From the data below, return each line in which the string "html" is found.
(Records to use begins)
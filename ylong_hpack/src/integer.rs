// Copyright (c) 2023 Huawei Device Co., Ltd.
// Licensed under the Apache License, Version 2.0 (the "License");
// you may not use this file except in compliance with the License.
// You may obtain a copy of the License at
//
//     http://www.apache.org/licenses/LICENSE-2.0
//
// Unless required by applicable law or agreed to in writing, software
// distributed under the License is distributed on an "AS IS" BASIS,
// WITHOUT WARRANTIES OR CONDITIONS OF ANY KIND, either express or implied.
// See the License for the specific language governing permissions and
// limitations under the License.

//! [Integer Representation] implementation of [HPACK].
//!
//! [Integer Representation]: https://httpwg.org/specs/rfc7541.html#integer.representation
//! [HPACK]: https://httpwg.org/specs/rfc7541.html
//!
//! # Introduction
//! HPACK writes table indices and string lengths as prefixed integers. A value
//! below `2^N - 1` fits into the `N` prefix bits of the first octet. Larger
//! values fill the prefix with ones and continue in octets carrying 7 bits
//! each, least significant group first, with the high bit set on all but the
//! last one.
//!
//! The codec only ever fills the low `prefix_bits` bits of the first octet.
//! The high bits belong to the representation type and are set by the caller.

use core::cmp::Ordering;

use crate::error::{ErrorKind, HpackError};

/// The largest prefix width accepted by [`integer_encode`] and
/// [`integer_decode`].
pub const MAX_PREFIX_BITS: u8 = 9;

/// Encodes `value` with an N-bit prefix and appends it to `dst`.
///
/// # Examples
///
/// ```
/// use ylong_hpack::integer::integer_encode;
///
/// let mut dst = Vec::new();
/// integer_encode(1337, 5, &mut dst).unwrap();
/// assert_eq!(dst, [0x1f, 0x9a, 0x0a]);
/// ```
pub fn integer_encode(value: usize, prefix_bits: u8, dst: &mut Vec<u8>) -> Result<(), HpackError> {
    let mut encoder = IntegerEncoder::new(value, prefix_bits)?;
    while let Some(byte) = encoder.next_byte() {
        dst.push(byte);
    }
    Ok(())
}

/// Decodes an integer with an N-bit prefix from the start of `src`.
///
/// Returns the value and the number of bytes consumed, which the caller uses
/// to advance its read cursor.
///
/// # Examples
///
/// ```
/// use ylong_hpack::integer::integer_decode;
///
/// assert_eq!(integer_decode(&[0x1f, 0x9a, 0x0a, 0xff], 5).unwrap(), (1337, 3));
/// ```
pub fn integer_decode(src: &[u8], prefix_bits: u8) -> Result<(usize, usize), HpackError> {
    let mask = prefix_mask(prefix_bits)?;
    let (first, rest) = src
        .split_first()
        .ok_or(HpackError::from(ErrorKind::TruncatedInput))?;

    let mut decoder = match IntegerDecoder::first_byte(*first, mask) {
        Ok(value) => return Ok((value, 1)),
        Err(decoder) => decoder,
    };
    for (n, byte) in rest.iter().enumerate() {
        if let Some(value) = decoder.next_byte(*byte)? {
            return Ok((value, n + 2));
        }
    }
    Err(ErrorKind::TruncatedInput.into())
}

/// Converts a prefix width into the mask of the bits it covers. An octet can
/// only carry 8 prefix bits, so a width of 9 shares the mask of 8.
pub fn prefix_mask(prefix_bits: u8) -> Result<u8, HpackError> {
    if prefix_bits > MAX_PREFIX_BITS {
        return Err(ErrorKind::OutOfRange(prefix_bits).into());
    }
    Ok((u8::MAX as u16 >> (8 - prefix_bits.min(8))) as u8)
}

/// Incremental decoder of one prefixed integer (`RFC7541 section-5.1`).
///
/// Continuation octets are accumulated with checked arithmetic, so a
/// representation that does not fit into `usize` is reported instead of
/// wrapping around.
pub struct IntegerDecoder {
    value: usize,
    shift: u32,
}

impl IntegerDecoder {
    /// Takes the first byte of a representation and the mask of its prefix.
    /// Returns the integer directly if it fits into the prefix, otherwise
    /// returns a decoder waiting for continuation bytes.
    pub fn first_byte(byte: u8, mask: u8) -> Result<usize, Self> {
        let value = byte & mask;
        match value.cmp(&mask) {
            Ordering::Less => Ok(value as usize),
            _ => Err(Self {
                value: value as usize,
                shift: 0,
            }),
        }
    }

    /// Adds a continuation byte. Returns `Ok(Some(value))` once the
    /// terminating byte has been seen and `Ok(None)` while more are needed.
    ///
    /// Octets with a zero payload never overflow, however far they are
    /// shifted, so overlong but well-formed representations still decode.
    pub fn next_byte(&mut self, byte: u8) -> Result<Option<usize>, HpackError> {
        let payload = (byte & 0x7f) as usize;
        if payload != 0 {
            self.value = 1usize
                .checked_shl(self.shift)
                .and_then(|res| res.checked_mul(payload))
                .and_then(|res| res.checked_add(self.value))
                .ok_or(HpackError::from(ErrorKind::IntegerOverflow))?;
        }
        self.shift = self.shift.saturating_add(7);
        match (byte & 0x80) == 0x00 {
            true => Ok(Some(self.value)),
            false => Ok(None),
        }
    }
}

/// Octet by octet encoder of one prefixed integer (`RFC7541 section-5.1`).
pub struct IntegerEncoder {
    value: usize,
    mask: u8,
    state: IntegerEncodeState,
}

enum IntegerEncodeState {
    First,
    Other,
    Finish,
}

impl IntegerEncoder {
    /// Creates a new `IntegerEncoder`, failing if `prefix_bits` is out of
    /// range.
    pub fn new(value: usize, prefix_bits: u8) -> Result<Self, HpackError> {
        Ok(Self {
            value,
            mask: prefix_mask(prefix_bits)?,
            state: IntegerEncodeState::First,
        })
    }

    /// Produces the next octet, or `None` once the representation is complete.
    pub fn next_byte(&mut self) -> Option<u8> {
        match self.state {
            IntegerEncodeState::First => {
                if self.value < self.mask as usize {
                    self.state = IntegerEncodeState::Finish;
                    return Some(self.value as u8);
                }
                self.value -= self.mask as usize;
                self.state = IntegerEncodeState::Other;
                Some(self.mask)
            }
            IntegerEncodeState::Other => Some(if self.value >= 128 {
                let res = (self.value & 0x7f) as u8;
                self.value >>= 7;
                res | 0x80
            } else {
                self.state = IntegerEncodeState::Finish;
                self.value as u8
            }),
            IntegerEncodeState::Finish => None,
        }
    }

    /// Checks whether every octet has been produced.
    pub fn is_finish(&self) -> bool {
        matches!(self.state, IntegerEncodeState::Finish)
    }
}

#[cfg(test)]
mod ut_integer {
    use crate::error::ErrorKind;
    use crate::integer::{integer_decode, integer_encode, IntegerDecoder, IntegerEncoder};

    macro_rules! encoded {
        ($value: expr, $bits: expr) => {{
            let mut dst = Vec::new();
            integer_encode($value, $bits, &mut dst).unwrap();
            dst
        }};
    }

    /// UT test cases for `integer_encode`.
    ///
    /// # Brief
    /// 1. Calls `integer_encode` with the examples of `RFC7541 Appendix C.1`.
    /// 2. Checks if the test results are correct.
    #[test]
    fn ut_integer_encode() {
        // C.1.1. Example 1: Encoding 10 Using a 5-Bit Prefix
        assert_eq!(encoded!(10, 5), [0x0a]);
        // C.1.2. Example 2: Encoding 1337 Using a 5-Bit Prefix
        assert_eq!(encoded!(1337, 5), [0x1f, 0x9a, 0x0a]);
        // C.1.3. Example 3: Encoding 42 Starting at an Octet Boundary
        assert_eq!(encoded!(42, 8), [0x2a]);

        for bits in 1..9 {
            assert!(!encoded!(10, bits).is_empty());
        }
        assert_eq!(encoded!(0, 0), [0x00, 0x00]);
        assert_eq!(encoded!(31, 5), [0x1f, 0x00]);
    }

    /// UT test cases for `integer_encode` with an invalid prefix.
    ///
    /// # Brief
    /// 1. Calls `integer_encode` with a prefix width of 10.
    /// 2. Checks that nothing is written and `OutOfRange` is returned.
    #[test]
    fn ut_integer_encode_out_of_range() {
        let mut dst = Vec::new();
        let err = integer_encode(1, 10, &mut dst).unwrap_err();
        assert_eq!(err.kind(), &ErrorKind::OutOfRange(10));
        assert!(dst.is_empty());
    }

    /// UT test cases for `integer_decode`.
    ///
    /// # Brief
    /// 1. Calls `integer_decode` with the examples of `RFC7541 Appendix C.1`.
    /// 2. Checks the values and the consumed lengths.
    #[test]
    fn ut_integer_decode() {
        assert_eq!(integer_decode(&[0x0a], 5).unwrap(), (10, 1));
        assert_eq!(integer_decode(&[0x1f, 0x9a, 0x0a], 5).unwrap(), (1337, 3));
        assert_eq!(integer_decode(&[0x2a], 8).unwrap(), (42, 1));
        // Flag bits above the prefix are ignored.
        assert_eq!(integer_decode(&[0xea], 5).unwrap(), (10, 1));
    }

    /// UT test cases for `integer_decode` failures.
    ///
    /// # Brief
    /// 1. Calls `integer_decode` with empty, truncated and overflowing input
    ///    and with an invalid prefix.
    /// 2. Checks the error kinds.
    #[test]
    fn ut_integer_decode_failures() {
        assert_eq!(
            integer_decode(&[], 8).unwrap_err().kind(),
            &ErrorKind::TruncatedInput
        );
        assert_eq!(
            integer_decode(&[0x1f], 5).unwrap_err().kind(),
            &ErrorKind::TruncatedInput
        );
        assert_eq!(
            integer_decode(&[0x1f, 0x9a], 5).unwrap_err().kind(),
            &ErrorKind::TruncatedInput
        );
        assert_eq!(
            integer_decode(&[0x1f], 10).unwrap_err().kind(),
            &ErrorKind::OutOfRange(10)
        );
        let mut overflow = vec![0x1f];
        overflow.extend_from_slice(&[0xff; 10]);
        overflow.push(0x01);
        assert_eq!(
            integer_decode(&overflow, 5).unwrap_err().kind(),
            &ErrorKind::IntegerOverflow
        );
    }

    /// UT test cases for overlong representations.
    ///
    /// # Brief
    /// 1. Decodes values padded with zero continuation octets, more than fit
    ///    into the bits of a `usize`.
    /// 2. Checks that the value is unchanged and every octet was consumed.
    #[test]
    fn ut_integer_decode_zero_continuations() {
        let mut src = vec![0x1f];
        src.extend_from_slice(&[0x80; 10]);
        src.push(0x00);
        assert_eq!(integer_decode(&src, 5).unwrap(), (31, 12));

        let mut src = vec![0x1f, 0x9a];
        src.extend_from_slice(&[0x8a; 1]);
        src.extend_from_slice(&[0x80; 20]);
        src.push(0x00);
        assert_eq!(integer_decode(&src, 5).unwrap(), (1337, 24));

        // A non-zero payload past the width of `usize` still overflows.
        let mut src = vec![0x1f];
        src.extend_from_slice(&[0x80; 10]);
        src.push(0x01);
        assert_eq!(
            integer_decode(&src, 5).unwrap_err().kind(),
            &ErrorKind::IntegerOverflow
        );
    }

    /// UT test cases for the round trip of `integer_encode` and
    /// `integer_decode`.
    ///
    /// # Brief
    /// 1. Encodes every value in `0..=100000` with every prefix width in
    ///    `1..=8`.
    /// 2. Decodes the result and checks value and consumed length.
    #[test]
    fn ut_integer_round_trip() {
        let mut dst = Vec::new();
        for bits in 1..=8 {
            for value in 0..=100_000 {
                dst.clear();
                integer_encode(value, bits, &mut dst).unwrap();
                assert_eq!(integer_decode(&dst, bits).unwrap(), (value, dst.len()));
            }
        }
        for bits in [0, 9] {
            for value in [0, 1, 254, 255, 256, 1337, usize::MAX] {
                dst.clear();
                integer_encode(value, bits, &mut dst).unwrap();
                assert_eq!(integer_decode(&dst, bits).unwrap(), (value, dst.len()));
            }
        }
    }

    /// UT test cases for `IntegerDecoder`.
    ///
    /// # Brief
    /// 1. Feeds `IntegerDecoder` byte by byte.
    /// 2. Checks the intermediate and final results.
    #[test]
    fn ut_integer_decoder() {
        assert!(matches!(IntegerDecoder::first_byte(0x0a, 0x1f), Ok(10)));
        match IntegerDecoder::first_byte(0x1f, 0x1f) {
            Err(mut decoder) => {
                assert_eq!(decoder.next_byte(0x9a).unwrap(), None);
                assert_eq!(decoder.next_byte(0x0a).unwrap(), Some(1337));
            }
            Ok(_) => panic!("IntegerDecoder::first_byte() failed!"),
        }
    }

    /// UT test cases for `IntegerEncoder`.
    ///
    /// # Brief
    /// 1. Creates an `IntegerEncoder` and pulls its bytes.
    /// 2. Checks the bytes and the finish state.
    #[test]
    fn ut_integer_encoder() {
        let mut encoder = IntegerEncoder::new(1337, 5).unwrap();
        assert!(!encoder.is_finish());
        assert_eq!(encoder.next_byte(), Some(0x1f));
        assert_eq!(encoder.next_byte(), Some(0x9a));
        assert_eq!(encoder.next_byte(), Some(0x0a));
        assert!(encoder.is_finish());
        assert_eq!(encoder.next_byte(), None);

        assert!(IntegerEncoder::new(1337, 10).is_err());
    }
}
(Records to use ends)
◆ Solution
//! [Integer Representation]: https://httpwg.org/specs/rfc7541.html#integer.representation
//! [HPACK]: https://httpwg.org/specs/rfc7541.html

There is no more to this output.